Importantly, both the basolateral and the central amygdala ranked high across the centrality measures assessed. Of particular importance is the high nodal efficiency ranking of the amygdala, indicating that it was a main central mediator of information flow throughout the network. Notably, the infralimbic cortex, a region known to suppress fear responses by sending inhibitory projections to the amygdala (Bouton et al., 2021), displayed the highest betweenness centrality during mild memory recall. However, during the recall of severe fear memory, the amygdala displayed a considerably lower ranking across centrality measures, similar to what was observed in control unconditioned animals. These changes in the network-level integration of the amygdala are apparent in the model depicted in Figure 4F. In the 2S graph, the amygdala is at the center of a fully connected network and the IL is a critical bridge connecting the amygdalar module to the one containing the hippocampus and the retrosplenial cortex. In contrast, in the 10S graph, the amygdala is disconnected from the other regions. This indicates that the differences observed behaviorally during severe fear memory recall – high and generalized freezing and resistance to attenuation – coincided with a disruption in the functional connectivity of the amygdala with other regions that are important for regulating fear. To further elucidate the underlying mechanisms of fear memory strength in vivo, understanding the specific roles of individual network elements in fear regulation becomes essential. Future research will be important to probe the causal interplay among distinct nodes and edges, both individually and in combination, in shaping diverse aspects of fear expression.

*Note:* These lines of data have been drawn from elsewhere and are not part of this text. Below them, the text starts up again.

//! Provider client traits
//!
//! Remote management API surface consumed by the orchestrators. Network and
//! authentication details live in the implementing crate; from here a call is
//! an opaque RPC that either returns a wire model or a [`ProviderError`].

use crate::error::{Operation, ProviderResult};
use crate::model::ResourceIdentity;
use async_trait::async_trait;
use std::fmt;

/// Read and upsert operations for a single resource type
#[async_trait]
pub trait ResourceProvider: Send + Sync {
    type Wire: Send + Sync;

    /// ARM resource type, e.g. "Microsoft.Network/networkSecurityGroups"
    fn resource_type(&self) -> &str;

    /// Read the current state. A missing resource is [`ProviderError::NotFound`].
    ///
    /// [`ProviderError::NotFound`]: crate::error::ProviderError::NotFound
    async fn get(&self, identity: &ResourceIdentity) -> ProviderResult<Self::Wire>;

    /// Create or replace the resource, blocking until any long-running
    /// operation behind it has finished
    async fn create_or_update(
        &self,
        identity: &ResourceIdentity,
        model: &Self::Wire,
    ) -> ProviderResult<Self::Wire>;
}

/// Query accepted by a [`ListProvider`]
pub trait ListQuery: fmt::Display + Send + Sync {
    const OPERATION: Operation;
}

/// List operation keyed by query type
#[async_trait]
pub trait ListProvider<Q: ListQuery>: Send + Sync {
    type Item: Send;

    async fn list(&self, query: &Q) -> ProviderResult<Vec<Self::Item>>;
}

/// All resources of a type in one resource group
#[derive(Debug, Clone, PartialEq, Eq)]
pub struct ResourceGroupQuery {
    pub subscription_id: String,
    pub resource_group: String,
}

impl ListQuery for ResourceGroupQuery {
    const OPERATION: Operation = Operation::List;
}

impl fmt::Display for ResourceGroupQuery {
    fn fmt(&self, f: &mut fmt::Formatter<'_>) -> fmt::Result {
        write!(f, "resource group '{}'", self.resource_group)
    }
}

/// Extension types a publisher offers in a location
#[derive(Debug, Clone, PartialEq, Eq)]
pub struct ExtensionTypeQuery {
    pub subscription_id: String,
    pub location: String,
    pub publisher: String,
}

impl ListQuery for ExtensionTypeQuery {
    const OPERATION: Operation = Operation::ListTypes;
}

impl fmt::Display for ExtensionTypeQuery {
    fn fmt(&self, f: &mut fmt::Formatter<'_>) -> fmt::Result {
        write!(
            f,
            "extension types of '{}' in '{}'",
            self.publisher, self.location
        )
    }
}

/// Versions of one extension type
#[derive(Debug, Clone, PartialEq, Eq)]
pub struct ExtensionVersionQuery {
    pub subscription_id: String,
    pub location: String,
    pub publisher: String,
    pub type_name: String,
    /// OData `$filter` passed through to the provider
    pub filter: Option<String>,
}

impl ListQuery for ExtensionVersionQuery {
    const OPERATION: Operation = Operation::ListVersions;
}

impl fmt::Display for ExtensionVersionQuery {
    fn fmt(&self, f: &mut fmt::Formatter<'_>) -> fmt::Result {
        write!(
            f,
            "versions of '{}.{}' in '{}'",
            self.publisher, self.type_name, self.location
        )
    }
}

To generate mild and strong fear memories, we based our conditioning parameters on methods that have shown distinct behavioral outcomes in prior studies (Holehonnur et al., 2016; Wang et al., 2009; Poulos et al., 2016). To ensure a focused comparative analysis, our conditioning protocols differed only in the number of foot shocks and maintained consistent shock intensities and session durations. Yet, the number of shocks is not the only factor that can affect the strength of fear memories (Gazarini et al., 2023). Other conditioning parameters, such as shock intensity, its predictability, and inter-shock intervals, can also play crucial roles. Moreover, different fear measures like freezing behavior, fear-potentiated startle, and inhibitory avoidance might manifest differently following varying conditioning protocols, adding another layer of complexity. A comprehensive understanding of fear memory strength will benefit from further studies scrutinizing these parameters and memory attributes. In addition, a growing body of evidence underscores the differences between males and females concerning fear memories (Fleischer and Frick, 2023). Given that our study was conducted only with male rats, future studies exploring sex differences will be instrumental in providing a more complete account of the network-level mechanisms underlying fear memory strength.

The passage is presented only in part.